My mom played a part in everything good I’ve ever done.

She helped me open my first restaurant, preaching the importance of it representing an extension of my soul, and to ensure our customers felt like extended family. She may have been my mom but to countless others in our little mountain town of Lyons, Colorado, she was a surrogate grandma, sister, mother, friend. To everyone she was Yaya, and to us all, Yaya was an unrivaled force of nature and source of love.

Stuvz is my tribute to Yaya, and a pure portrayal of the life lessons she passed on:

Protect your family. Support your community. Be positive. Listen intently. Follow your heart and when someone doubts you, use their negativity as added fuel to stoke your inner-fire and sense of purpose.

Yaya encouraged me to put craft beer in a can when everyone else said I was a fool.

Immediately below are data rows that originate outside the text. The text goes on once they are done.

impl DecisionTree {
    /// Create a new classifier tree
    pub fn new_classifier() -> Self {
        Self {
            nodes: Vec::new(),
            max_depth: None,
            min_samples_split: 2,
            min_samples_leaf: 1,
            max_features: None,
            criterion: Criterion::Gini,
            random_state: None,
            n_features: 0,
            feature_importances: None,
            is_classification: true,
            classes: Vec::new(),
        }
    }

    /// Create a new regressor tree
    pub fn new_regressor() -> Self {
        Self {
            criterion: Criterion::MSE,
            is_classification: false,
            ..Self::new_classifier()
        }
    }

    /// Set maximum depth
    pub fn with_max_depth(mut self, depth: usize) -> Self {
        self.max_depth = Some(depth);
        self
    }

    /// Set minimum samples to split
    pub fn with_min_samples_split(mut self, min_samples: usize) -> Self {
        self.min_samples_split = min_samples;
        self
    }

    /// Set minimum samples in leaf
    pub fn with_min_samples_leaf(mut self, min_samples: usize) -> Self {
        self.min_samples_leaf = min_samples;
        self
    }

    /// Set number of candidate features per split
    pub fn with_max_features(mut self, max_features: usize) -> Self {
        self.max_features = Some(max_features);
        self
    }

    /// Set criterion
    pub fn with_criterion(mut self, criterion: Criterion) -> Self {
        self.criterion = criterion;
        self
    }

    /// Set random state
    pub fn with_random_state(mut self, seed: u64) -> Self {
        self.random_state = Some(seed);
        self
    }

    /// Fit the tree to training data
    pub fn fit(&mut self, x: &Array2<f64>, y: &Array1<f64>) -> Result<&mut Self> {
        let n_samples = x.nrows();
        let n_features = x.ncols();

        if n_samples != y.len() {
            return Err(TabforgeError::ShapeError {
                expected: format!("y length = {}", n_samples),
                actual: format!("y length = {}", y.len()),
            });
        }
        if n_samples == 0 || n_features == 0 {
            return Err(TabforgeError::ValidationError(
                "cannot fit a tree on an empty matrix".to_string(),
            ));
        }

        self.n_features = n_features;

        let targets = if self.is_classification {
            let mut classes: Vec<f64> = y.to_vec();
            classes.sort_by(f64::total_cmp);
            classes.dedup();
            let labels = y
                .iter()
                .map(|v| classes.partition_point(|c| c.total_cmp(v).is_lt()))
                .collect();
            let n_classes = classes.len();
            self.classes = classes;
            Targets::Classes { labels, n_classes }
        } else {
            Targets::Values(y.to_vec())
        };

        let mut rng = ChaCha8Rng::seed_from_u64(self.random_state.unwrap_or(0));
        let mut importances = vec![0.0; n_features];
        self.nodes = self.build_tree(x, &targets, n_samples, &mut importances, &mut rng);

        let total: f64 = importances.iter().sum();
        if total > 0.0 {
            for imp in &mut importances {
                *imp /= total;
            }
        }
        self.feature_importances = Some(Array1::from_vec(importances));

        Ok(self)
    }

    /// Grows the tree with an explicit work stack, so depth is bounded by
    /// memory rather than by the thread stack. Left subtrees are grown
    /// before right ones.
    fn build_tree(
        &self,
        x: &Array2<f64>,
        targets: &Targets,
        n_samples: usize,
        importances: &mut [f64],
        rng: &mut ChaCha8Rng,
    ) -> Vec<TreeNode> {
        let mut nodes = vec![TreeNode::Leaf { value: 0.0, n_samples: 0 }];
        let mut stack = vec![PendingNode {
            slot: 0,
            indices: (0..n_samples).collect(),
            depth: 0,
        }];

        while let Some(PendingNode { slot, indices, depth }) = stack.pop() {
            let n_samples = indices.len();
            let stats = Accumulator::from_indices(targets, &indices);
            let impurity = stats.impurity(n_samples, self.criterion);

            let should_stop = n_samples < self.min_samples_split
                || n_samples < 2 * self.min_samples_leaf
                || self.max_depth.map_or(false, |d| depth >= d)
                || impurity <= f64::EPSILON;

            let best = if should_stop {
                None
            } else {
                self.find_best_split(x, targets, &indices, &stats, impurity, rng)
            };
            let Some(best) = best else {
                nodes[slot] = self.make_leaf(&stats, n_samples);
                continue;
            };

            let (left_indices, right_indices): (Vec<usize>, Vec<usize>) = indices
                .iter()
                .partition(|&&i| x[[i, best.feature_idx]] <= best.threshold);

            importances[best.feature_idx] += n_samples as f64 * best.gain;

            // Placeholders, overwritten when the children are grown
            let left = nodes.len();
            let right = left + 1;
            nodes.push(TreeNode::Leaf { value: 0.0, n_samples: 0 });
            nodes.push(TreeNode::Leaf { value: 0.0, n_samples: 0 });

            nodes[slot] = TreeNode::Split {
                feature_idx: best.feature_idx,
                threshold: best.threshold,
                left,
                right,
                n_samples,
                impurity,
            };

            stack.push(PendingNode { slot: right, indices: right_indices, depth: depth + 1 });
            stack.push(PendingNode { slot: left, indices: left_indices, depth: depth + 1 });
        }

        nodes
    }

    /// Draws `max_features` candidates at random; when none of them admits a
    /// valid split the remaining features are tried as well.
    fn find_best_split(
        &self,
        x: &Array2<f64>,
        targets: &Targets,
        indices: &[usize],
        stats: &Accumulator,
        parent_impurity: f64,
        rng: &mut ChaCha8Rng,
    ) -> Option<SplitCandidate> {
        let n_features = x.ncols();
        let k = self.max_features.unwrap_or(n_features).clamp(1, n_features);

        let mut features: Vec<usize> = (0..n_features).collect();
        if k < n_features {
            features.shuffle(rng);
        }

        let (drawn, rest) = features.split_at(k);
        self.best_among(x, targets, indices, stats, parent_impurity, drawn)
            .or_else(|| self.best_among(x, targets, indices, stats, parent_impurity, rest))
    }

    fn best_among(
        &self,
        x: &Array2<f64>,
        targets: &Targets,
        indices: &[usize],
        stats: &Accumulator,
        parent_impurity: f64,
        features: &[usize],
    ) -> Option<SplitCandidate> {
        // Each feature independently finds its best split
        let results: Vec<Option<SplitCandidate>> = features
            .par_iter()
            .map(|&f| self.best_split_for_feature(x.column(f), f, targets, indices, stats, parent_impurity))
            .collect();

        // Ties keep the earliest candidate
        results.into_iter().flatten().fold(None, |best, cand| match best {
            Some(b) if b.gain >= cand.gain => Some(b),
            _ => Some(cand),
        })
    }

    fn best_split_for_feature(
        &self,
        column: ArrayView1<f64>,
        feature_idx: usize,
        targets: &Targets,
        indices: &[usize],
        stats: &Accumulator,
        parent_impurity: f64,
    ) -> Option<SplitCandidate> {
        let n = indices.len();
        let mut order = indices.to_vec();
        order.sort_by(|&a, &b| column[a].total_cmp(&column[b]));

        let mut left = Accumulator::empty(targets);
        let mut right = stats.clone();
        let mut best: Option<SplitCandidate> = None;

        for pos in 0..n - 1 {
            let i = order[pos];
            left.add(targets, i);
            right.remove(targets, i);

            let lo = column[i];
            let hi = column[order[pos + 1]];
            if lo >= hi {
                continue;
            }

            let n_left = pos + 1;
            let n_right = n - n_left;
            if n_left < self.min_samples_leaf || n_right < self.min_samples_leaf {
                continue;
            }

            let weighted = (n_left as f64 * left.impurity(n_left, self.criterion)
                + n_right as f64 * right.impurity(n_right, self.criterion))
                / n as f64;
            let gain = parent_impurity - weighted;

            if best.as_ref().map_or(true, |b| gain > b.gain) {
                let mid = lo + (hi - lo) / 2.0;
                // Adjacent floats: the midpoint may round onto `hi`
                let threshold = if mid >= hi { lo } else { mid };
                best = Some(SplitCandidate { feature_idx, threshold, gain });
            }
        }

        best
    }

    fn make_leaf(&self, stats: &Accumulator, n_samples: usize) -> TreeNode {
        let value = match stats {
            Accumulator::Counts(counts) => {
                // Ties resolve to the smallest class
                let majority = counts
                    .iter()
                    .enumerate()
                    .fold((0usize, 0usize), |best, (idx, &c)| if c > best.1 { (idx, c) } else { best })
                    .0;
                self.classes.get(majority).copied().unwrap_or(0.0)
            }
            Accumulator::Moments { sum, .. } => {
                if n_samples == 0 {
                    0.0
                } else {
                    sum / n_samples as f64
                }
            }
        };

        TreeNode::Leaf { value, n_samples }
    }

    /// Make predictions
    pub fn predict(&self, x: &Array2<f64>) -> Result<Array1<f64>> {
        if self.nodes.is_empty() {
            return Err(TabforgeError::ModelNotFitted);
        }

        if x.ncols() != self.n_features {
            return Err(TabforgeError::ShapeError {
                expected: format!("{} features", self.n_features),
                actual: format!("{} features", x.ncols()),
            });
        }

        Ok(x.rows()
            .into_iter()
            .map(|row| self.predict_sample(row))
            .collect())
    }

    fn predict_sample(&self, sample: ArrayView1<f64>) -> f64 {
        let mut idx = 0;
        loop {
            match &self.nodes[idx] {
                TreeNode::Leaf { value, .. } => return *value,
                TreeNode::Split { feature_idx, threshold, left, right, .. } => {
                    idx = if sample[*feature_idx] <= *threshold { *left } else { *right };
                }
            }
        }
    }

    /// Get feature importances
    pub fn feature_importances(&self) -> Option<&Array1<f64>> {
        self.feature_importances.as_ref()
    }

    /// Get tree depth (a lone leaf has depth 0)
    pub fn get_depth(&self) -> usize {
        if self.nodes.is_empty() {
            return 0;
        }
        let mut max_depth = 0;
        let mut stack = vec![(0usize, 0usize)];
        while let Some((idx, depth)) = stack.pop() {
            match &self.nodes[idx] {
                TreeNode::Leaf { .. } => max_depth = max_depth.max(depth),
                TreeNode::Split { left, right, .. } => {
                    stack.push((*left, depth + 1));
                    stack.push((*right, depth + 1));
                }
            }
        }
        max_depth
    }

    /// Get number of leaves
    pub fn get_n_leaves(&self) -> usize {
        self.nodes
            .iter()
            .filter(|node| matches!(node, TreeNode::Leaf { .. }))
            .count()
    }

    /// Flat node list, the root at index 0
    pub fn nodes(&self) -> &[TreeNode] {
        &self.nodes
    }
}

Thanks to her and the legions of craft beer business naysayers, I had no shortage of motivation as I followed my dream, found success in the beer world, and brought a revolution to the industry along the way.

When historic floods decimated Lyons and nearby Longmont, I channeled my inner-Yaya:

I reached out, dug in, and got my hands dirty. I started a foundation and began dishing out financial support. No paperwork, no qualifiers, just a helping hand to the communities that had always been there for my family. Some folks said I couldn’t operate a charity that way. I didn’t care. Their skepticism only strengthened my resolve to help those in need.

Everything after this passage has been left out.